Pagi yang Geram
Hari yang bahagia di awali dengan pagi yang cerah. Tidak bangun kesiangan, tidak ada kemacetan yang berarti, dan tidak berlari-lari menuju mesin absen.
Aku bersiul ringan mengikuti irama lagu yang kudengar melalui headset. Di hadapanku terdapat semangkuk sereal cokelat bercampur susu putih dingin yang siap dinikmati. Sempurnanya pagi ini, batinku.
Aku mengencangkan suara musik. Memakan serealku perlahan-lahan, seraya mengecek kembali laporan yang akan dikirim kepada Lintang sebelum makan siang nanti.
Tiba-tiba musik di headsetku mati. Aku nyaris menjerit. Sendok yang berisi sereal pun jatuh. Membuat meja kerjaku basah dan lengket. Suapan terakhir, dan yang paling nikmat. Aku hanya membatin tanpa bisa berkata-kata.
Tanpa ekspresi, Lintang berada di hadapanku. Membuatku terkejut dan memorak-morandakan pagiku yang nyaris sempurna.
"Saya belum terima email laporan dari kamu."
"Saya memang belum kirim, Pak. Sedang saya cek," kataku sambil membersihkan meja yang berantakan.
"Harusnya kamu sudah kirim hari ini."
"Iya, Pak. Tapi, kemarin saya janji kirim ke bapak sebelum makan siang. Sekarang baru jam sembilan." Aku melirik jam, memastikan tidak ada kesalahan.
"Sebelum makan siang, kan? Sekarang, sudah waktunya makan siang atau belum?" ucapnya tegas.
"Belum, Pak." Kepalaku mengangguk. Tidak sesuai dengan kata-kata yang keluar dari mulutku.
"Sudah atau belum? Jawab belum kok ngangguk," katanya dengan nada melecehkan.
Aku melirik ke arah Seruni.
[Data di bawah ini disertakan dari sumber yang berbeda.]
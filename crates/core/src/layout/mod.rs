//! Page assignment and reading order.
//!
//! Every paragraph, table and figure is placed on the page(s) its bounding
//! regions name. Sections then impose the reading order: walking all
//! section references in document order, each reference is appended to the
//! pages that actually hold the element. Figures additionally record the
//! paragraphs that describe them and their polygons.

mod assigner;

pub use assigner::{
    DocumentLayout, FigureAssociation, FigureAssociations, PageLayout, assign_layout,
};
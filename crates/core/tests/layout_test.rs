//! Tests for page assignment and section reading order.

use doclayout_core::{AnalysisResult, ElementRef, assign_layout};
use serde_json::json;

fn region(page: u32) -> serde_json::Value {
    json!({ "pageNumber": page, "polygon": [0, 0, 1, 0, 1, 1, 0, 1] })
}

fn doc(value: serde_json::Value) -> AnalysisResult {
    AnalysisResult::from_value(value).unwrap()
}

#[test]
fn test_section_order_across_pages() {
    let doc = doc(json!({
        "paragraphs": [
            { "content": "intro", "boundingRegions": [region(1)] },
            { "content": "next", "boundingRegions": [region(2)] }
        ],
        "tables": [
            { "rowCount": 0, "columnCount": 0, "cells": [], "boundingRegions": [region(1)] }
        ],
        "sections": [
            { "elements": ["/paragraphs/0", "/tables/0", "/paragraphs/1"] }
        ]
    }));

    let layout = assign_layout(&doc);
    assert_eq!(
        layout.pages.get(1),
        Some(&[ElementRef::paragraph(0), ElementRef::table(0)][..])
    );
    assert_eq!(layout.pages.get(2), Some(&[ElementRef::paragraph(1)][..]));
    assert_eq!(layout.pages.len(), 2);
}

#[test]
fn test_section_order_overrides_structural_order() {
    let doc = doc(json!({
        "paragraphs": [
            { "content": "a", "boundingRegions": [region(1)] },
            { "content": "b", "boundingRegions": [region(1)] }
        ],
        "figures": [
            { "boundingRegions": [region(1)], "elements": [] }
        ],
        "sections": [
            { "elements": ["/figures/0", "/paragraphs/1"] },
            { "elements": [["", "paragraphs", 0]] }
        ]
    }));

    let layout = assign_layout(&doc);
    assert_eq!(
        layout.pages.get(1),
        Some(
            &[
                ElementRef::figure(0),
                ElementRef::paragraph(1),
                ElementRef::paragraph(0)
            ][..]
        )
    );
}

#[test]
fn test_duplicate_references_are_idempotent() {
    let doc = doc(json!({
        "paragraphs": [{ "content": "a", "boundingRegions": [region(3)] }],
        "sections": [
            { "elements": ["/paragraphs/0", ["", "paragraphs", "0"]] },
            { "elements": ["/paragraphs/0"] }
        ]
    }));

    let layout = assign_layout(&doc);
    assert_eq!(layout.pages.get(3), Some(&[ElementRef::paragraph(0)][..]));
}

#[test]
fn test_unreferenced_and_unknown_elements() {
    let doc = doc(json!({
        "paragraphs": [
            { "content": "referenced", "boundingRegions": [region(1)] },
            { "content": "orphan", "boundingRegions": [region(2)] }
        ],
        "sections": [
            { "elements": ["/paragraphs/0", "/paragraphs/9", "/tables/0", "/sections/1"] }
        ]
    }));

    let layout = assign_layout(&doc);
    // Page 2 holds only an unreferenced paragraph, so it is absent.
    assert_eq!(layout.pages.page_numbers().collect::<Vec<_>>(), vec![1]);
    assert_eq!(layout.pages.get(1), Some(&[ElementRef::paragraph(0)][..]));
}

#[test]
fn test_malformed_references_are_skipped() {
    let doc = doc(json!({
        "paragraphs": [
            { "content": "a", "boundingRegions": [region(1)] },
            { "content": "b", "boundingRegions": [region(1)] }
        ],
        "sections": [
            { "elements": ["paragraphs 0", 42, ["paragraphs", 0], "/paragraphs/one", "/paragraphs/1"] }
        ]
    }));

    let layout = assign_layout(&doc);
    assert_eq!(layout.pages.get(1), Some(&[ElementRef::paragraph(1)][..]));
}

#[test]
fn test_element_spanning_pages_is_listed_on_each() {
    let doc = doc(json!({
        "tables": [
            { "rowCount": 0, "columnCount": 0, "boundingRegions": [region(1), region(2)] }
        ],
        "sections": [{ "elements": ["/tables/0"] }]
    }));

    let layout = assign_layout(&doc);
    assert_eq!(layout.pages.get(1), Some(&[ElementRef::table(0)][..]));
    assert_eq!(layout.pages.get(2), Some(&[ElementRef::table(0)][..]));
}

#[test]
fn test_figure_associations() {
    let doc = doc(json!({
        "paragraphs": [
            { "content": "caption", "boundingRegions": [region(1)] },
            { "content": "label", "boundingRegions": [region(2)] }
        ],
        "figures": [
            {
                "boundingRegions": [
                    { "polygon": [1, 1, 2, 1, 2, 2, 1, 2] },
                    { "pageNumber": 2, "polygon": [3, 3, 4, 3, 4, 4, 3, 4] }
                ],
                "elements": ["/paragraphs/0", ["", "paragraphs", 1], "/paragraphs/7", "/tables/0"]
            },
            { "boundingRegions": [], "elements": [] }
        ],
        "sections": [{ "elements": ["/figures/0"] }]
    }));

    let layout = assign_layout(&doc);

    // A region without a page number places the figure on page 1.
    assert_eq!(layout.pages.get(1), Some(&[ElementRef::figure(0)][..]));
    assert_eq!(layout.pages.get(2), Some(&[ElementRef::figure(0)][..]));

    let assoc = &layout.figures[&ElementRef::figure(0)];
    // Recorded once per figure, not once per region; dangling indices dropped.
    assert_eq!(assoc.associated_paragraphs, vec![0, 1]);
    assert_eq!(assoc.polygons.len(), 2);
    assert_eq!(assoc.polygons[1].coords(), &[3.0, 3.0, 4.0, 3.0, 4.0, 4.0, 3.0, 4.0]);

    let empty = &layout.figures[&ElementRef::figure(1)];
    assert!(empty.associated_paragraphs.is_empty());
    assert!(empty.polygons.is_empty());
}

#[test]
fn test_layout_is_deterministic() {
    let value = json!({
        "paragraphs": [
            { "content": "a", "boundingRegions": [region(2)] },
            { "content": "b", "boundingRegions": [region(1)] }
        ],
        "figures": [{ "boundingRegions": [region(2)], "elements": ["/paragraphs/0"] }],
        "sections": [{ "elements": ["/figures/0", "/paragraphs/0", "/paragraphs/1"] }]
    });
    let doc = doc(value);
    assert_eq!(assign_layout(&doc), assign_layout(&doc));
}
Wajahnya lurus menatap monitor. Seolah-olah tidak sedang terjadi apa-apa.
"Seruni, saya permisi dulu." Ia menatapku tajam, sesaat sebelum meninggalkan ruangan.
"Iya, Pak." Seruni menjawab tergagap.
Kusandarkan tubuh ke sandaran kursi sambil menghirup napas dalam-dalam. Sejenak beristirahat dari ketegangan terjadi. Baru beberapa kali tarikan napas, teleponku berbunyi nyaring.
Belum sempat berkata halo, suara di seberang sana sudah memburu tanpa henti.
"Baik, Pak. Saya kirim sekarang. Saat ini juga."
Dari jarak yang tidak terlalu jauh. Seruni menatapku iba. Ia berkata sabar tanpa bersuara.